• [WHAT THE TASK ASKS] Repeat every entry below exactly as given.

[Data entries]
..........

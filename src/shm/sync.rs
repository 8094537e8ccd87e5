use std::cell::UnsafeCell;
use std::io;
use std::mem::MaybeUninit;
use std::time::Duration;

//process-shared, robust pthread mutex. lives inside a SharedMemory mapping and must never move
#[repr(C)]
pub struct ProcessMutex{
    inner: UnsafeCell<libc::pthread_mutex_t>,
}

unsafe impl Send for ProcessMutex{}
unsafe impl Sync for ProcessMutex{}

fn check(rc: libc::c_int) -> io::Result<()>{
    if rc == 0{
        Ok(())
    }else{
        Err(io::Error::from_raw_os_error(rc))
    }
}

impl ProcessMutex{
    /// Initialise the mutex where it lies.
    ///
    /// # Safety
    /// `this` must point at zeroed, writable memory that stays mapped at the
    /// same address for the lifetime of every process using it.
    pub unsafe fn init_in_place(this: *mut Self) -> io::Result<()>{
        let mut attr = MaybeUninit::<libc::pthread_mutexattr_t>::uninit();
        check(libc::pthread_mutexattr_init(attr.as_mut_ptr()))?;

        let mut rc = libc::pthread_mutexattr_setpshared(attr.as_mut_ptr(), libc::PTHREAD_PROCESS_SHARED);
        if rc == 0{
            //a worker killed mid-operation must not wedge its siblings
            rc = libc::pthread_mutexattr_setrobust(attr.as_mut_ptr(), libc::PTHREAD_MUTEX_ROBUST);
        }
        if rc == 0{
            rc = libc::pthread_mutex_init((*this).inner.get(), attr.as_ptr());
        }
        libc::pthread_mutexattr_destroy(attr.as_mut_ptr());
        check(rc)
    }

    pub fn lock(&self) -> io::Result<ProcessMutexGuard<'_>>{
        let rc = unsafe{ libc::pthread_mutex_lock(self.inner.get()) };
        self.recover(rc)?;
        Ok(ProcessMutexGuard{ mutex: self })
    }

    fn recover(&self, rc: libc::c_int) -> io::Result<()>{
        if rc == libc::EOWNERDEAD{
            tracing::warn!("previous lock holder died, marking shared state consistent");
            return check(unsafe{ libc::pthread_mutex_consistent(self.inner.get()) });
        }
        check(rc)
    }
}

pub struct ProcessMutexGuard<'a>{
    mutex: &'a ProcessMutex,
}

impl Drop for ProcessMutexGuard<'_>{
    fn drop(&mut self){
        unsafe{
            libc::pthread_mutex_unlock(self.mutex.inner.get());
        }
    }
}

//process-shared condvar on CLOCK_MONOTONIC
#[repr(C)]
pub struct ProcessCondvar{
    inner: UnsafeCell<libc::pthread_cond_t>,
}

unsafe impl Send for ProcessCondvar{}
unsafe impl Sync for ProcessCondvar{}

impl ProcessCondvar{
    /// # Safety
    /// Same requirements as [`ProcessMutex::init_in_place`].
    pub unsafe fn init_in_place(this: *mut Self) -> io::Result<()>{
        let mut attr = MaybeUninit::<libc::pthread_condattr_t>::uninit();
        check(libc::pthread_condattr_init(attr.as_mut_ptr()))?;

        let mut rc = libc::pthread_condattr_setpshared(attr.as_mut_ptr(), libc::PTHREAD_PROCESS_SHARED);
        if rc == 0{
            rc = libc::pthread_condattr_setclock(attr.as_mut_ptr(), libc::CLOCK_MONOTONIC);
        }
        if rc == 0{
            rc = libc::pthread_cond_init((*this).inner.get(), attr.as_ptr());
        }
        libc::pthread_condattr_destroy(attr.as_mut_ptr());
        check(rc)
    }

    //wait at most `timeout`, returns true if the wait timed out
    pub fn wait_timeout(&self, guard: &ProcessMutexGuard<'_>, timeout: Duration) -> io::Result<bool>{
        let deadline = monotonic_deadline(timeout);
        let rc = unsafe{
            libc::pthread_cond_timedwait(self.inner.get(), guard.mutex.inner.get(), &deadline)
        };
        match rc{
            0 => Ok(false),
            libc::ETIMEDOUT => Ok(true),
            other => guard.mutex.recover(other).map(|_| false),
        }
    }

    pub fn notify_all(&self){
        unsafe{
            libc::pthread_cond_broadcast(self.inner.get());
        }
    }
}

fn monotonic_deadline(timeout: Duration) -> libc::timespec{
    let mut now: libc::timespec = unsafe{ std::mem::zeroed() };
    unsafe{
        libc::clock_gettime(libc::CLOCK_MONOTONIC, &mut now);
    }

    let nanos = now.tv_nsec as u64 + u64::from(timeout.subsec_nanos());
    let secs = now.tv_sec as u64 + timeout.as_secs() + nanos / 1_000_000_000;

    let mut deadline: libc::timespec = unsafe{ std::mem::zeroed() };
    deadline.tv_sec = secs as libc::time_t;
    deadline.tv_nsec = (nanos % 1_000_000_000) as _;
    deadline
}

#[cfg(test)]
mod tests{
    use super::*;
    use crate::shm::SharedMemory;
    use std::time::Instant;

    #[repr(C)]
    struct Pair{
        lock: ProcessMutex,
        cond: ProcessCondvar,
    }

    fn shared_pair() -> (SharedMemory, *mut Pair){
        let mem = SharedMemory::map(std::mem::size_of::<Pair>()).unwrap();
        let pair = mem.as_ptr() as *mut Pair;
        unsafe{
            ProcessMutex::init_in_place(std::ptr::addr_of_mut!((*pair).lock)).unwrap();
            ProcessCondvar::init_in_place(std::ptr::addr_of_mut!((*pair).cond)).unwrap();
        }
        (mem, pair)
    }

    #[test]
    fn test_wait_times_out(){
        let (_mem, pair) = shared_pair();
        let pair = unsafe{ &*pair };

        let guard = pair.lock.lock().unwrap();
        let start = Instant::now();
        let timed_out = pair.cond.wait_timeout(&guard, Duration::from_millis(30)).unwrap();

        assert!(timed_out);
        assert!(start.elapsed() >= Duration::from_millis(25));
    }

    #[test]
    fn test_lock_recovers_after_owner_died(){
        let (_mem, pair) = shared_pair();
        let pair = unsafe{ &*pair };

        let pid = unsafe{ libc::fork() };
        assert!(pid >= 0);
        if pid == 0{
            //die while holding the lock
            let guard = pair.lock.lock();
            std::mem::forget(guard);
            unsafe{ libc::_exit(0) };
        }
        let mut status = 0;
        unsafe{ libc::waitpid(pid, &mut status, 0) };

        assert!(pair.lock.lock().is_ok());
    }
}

..........

• [REPLY TO THE EXERCISE]
filename src/shm/sync.rs
repository 8094537e8ccd87e5
use std::cell::UnsafeCell;
use std::io;
use std::mem::MaybeUninit;
use std::time::Duration;

//process-shared, robust pthread mutex. lives inside a SharedMemory mapping and must never move
#[repr(C)]
pub struct ProcessMutex{
    inner: UnsafeCell<libc::pthread_mutex_t>,
}

unsafe impl Send for ProcessMutex{}
unsafe impl Sync for ProcessMutex{}

fn check(rc: libc::c_int) -> io::Result<()>{
    if rc == 0{
        Ok(())
    }else{
        Err(io::Error::from_raw_os_error(rc))
    }
}

impl ProcessMutex{
    /// Initialise the mutex where it lies.
    ///
    /// # Safety
    /// `this` must point at zeroed, writable memory that stays mapped at the
    /// same address for the lifetime of every process using it.
    pub unsafe fn init_in_place(this: *mut Self) -> io::Result<()>{
        let mut attr = MaybeUninit::<libc::pthread_mutexattr_t>::uninit();
        check(libc::pthread_mutexattr_init(attr.as_mut_ptr()))?;

        let mut rc = libc::pthread_mutexattr_setpshared(attr.as_mut_ptr(), libc::PTHREAD_PROCESS_SHARED);
        if rc == 0{
            //a worker killed mid-operation must not wedge its siblings
            rc = libc::pthread_mutexattr_setrobust(attr.as_mut_ptr(), libc::PTHREAD_MUTEX_ROBUST);
        }
        if rc == 0{
            rc = libc::pthread_mutex_init((*this).inner.get(), attr.as_ptr());
        }
        libc::pthread_mutexattr_destroy(attr.as_mut_ptr());
        check(rc)
    }

    pub fn lock(&self) -> io::Result<ProcessMutexGuard<'_>>{
        let rc = unsafe{ libc::pthread_mutex_lock(self.inner.get()) };
        self.recover(rc)?;
        Ok(ProcessMutexGuard{ mutex: self })
    }

    fn recover(&self, rc: libc::c_int) -> io::Result<()>{
        if rc == libc::EOWNERDEAD{
            tracing::warn!("previous lock holder died, marking shared state consistent");
            return check(unsafe{ libc::pthread_mutex_consistent(self.inner.get()) });
        }
        check(rc)
    }
}

pub struct ProcessMutexGuard<'a>{
    mutex: &'a ProcessMutex,
}

impl Drop for ProcessMutexGuard<'_>{
    fn drop(&mut self){
        unsafe{
            libc::pthread_mutex_unlock(self.mutex.inner.get());
        }
    }
}

//process-shared condvar on CLOCK_MONOTONIC
#[repr(C)]
pub struct ProcessCondvar{
    inner: UnsafeCell<libc::pthread_cond_t>,
}

unsafe impl Send for ProcessCondvar{}
unsafe impl Sync for ProcessCondvar{}

impl ProcessCondvar{
    /// # Safety
    /// Same requirements as [`ProcessMutex::init_in_place`].
    pub unsafe fn init_in_place(this: *mut Self) -> io::Result<()>{
        let mut attr = MaybeUninit::<libc::pthread_condattr_t>::uninit();
        check(libc::pthread_condattr_init(attr.as_mut_ptr()))?;

        let mut rc = libc::pthread_condattr_setpshared(attr.as_mut_ptr(), libc::PTHREAD_PROCESS_SHARED);
        if rc == 0{
            rc = libc::pthread_condattr_setclock(attr.as_mut_ptr(), libc::CLOCK_MONOTONIC);
        }
        if rc == 0{
            rc = libc::pthread_cond_init((*this).inner.get(), attr.as_ptr());
        }
        libc::pthread_condattr_destroy(attr.as_mut_ptr());
        check(rc)
    }

    //wait at most `timeout`, returns true if the wait timed out
    pub fn wait_timeout(&self, guard: &ProcessMutexGuard<'_>, timeout: Duration) -> io::Result<bool>{
        let deadline = monotonic_deadline(timeout);
        let rc = unsafe{
            libc::pthread_cond_timedwait(self.inner.get(), guard.mutex.inner.get(), &deadline)
        };
        match rc{
            0 => Ok(false),
            libc::ETIMEDOUT => Ok(true),
            other => guard.mutex.recover(other).map(|_| false),
        }
    }

    pub fn notify_all(&self){
        unsafe{
            libc::pthread_cond_broadcast(self.inner.get());
        }
    }
}

fn monotonic_deadline(timeout: Duration) -> libc::timespec{
    let mut now: libc::timespec = unsafe{ std::mem::zeroed() };
    unsafe{
        libc::clock_gettime(libc::CLOCK_MONOTONIC, &mut now);
    }

    let nanos = now.tv_nsec as u64 + u64::from(timeout.subsec_nanos());
    let secs = now.tv_sec as u64 + timeout.as_secs() + nanos / 1_000_000_000;

    let mut deadline: libc::timespec = unsafe{ std::mem::zeroed() };
    deadline.tv_sec = secs as libc::time_t;
    deadline.tv_nsec = (nanos % 1_000_000_000) as _;
    deadline
}

#[cfg(test)]
mod tests{
    use super::*;
    use crate::shm::SharedMemory;
    use std::time::Instant;

    #[repr(C)]
    struct Pair{
        lock: ProcessMutex,
        cond: ProcessCondvar,
    }

    fn shared_pair() -> (SharedMemory, *mut Pair){
        let mem = SharedMemory::map(std::mem::size_of::<Pair>()).unwrap();
        let pair = mem.as_ptr() as *mut Pair;
        unsafe{
            ProcessMutex::init_in_place(std::ptr::addr_of_mut!((*pair).lock)).unwrap();
            ProcessCondvar::init_in_place(std::ptr::addr_of_mut!((*pair).cond)).unwrap();
        }
        (mem, pair)
    }

    #[test]
    fn test_wait_times_out(){
        let (_mem, pair) = shared_pair();
        let pair = unsafe{ &*pair };

        let guard = pair.lock.lock().unwrap();
        let start = Instant::now();
        let timed_out = pair.cond.wait_timeout(&guard, Duration::from_millis(30)).unwrap();

        assert!(timed_out);
        assert!(start.elapsed() >= Duration::from_millis(25));
    }

    #[test]
    fn test_lock_recovers_after_owner_died(){
        let (_mem, pair) = shared_pair();
        let pair = unsafe{ &*pair };

        let pid = unsafe{ libc::fork() };
        assert!(pid >= 0);
        if pid == 0{
            //die while holding the lock
            let guard = pair.lock.lock();
            std::mem::forget(guard);
            unsafe{ libc::_exit(0) };
        }
        let mut status = 0;
        unsafe{ libc::waitpid(pid, &mut status, 0) };

        assert!(pair.lock.lock().is_ok());
    }
}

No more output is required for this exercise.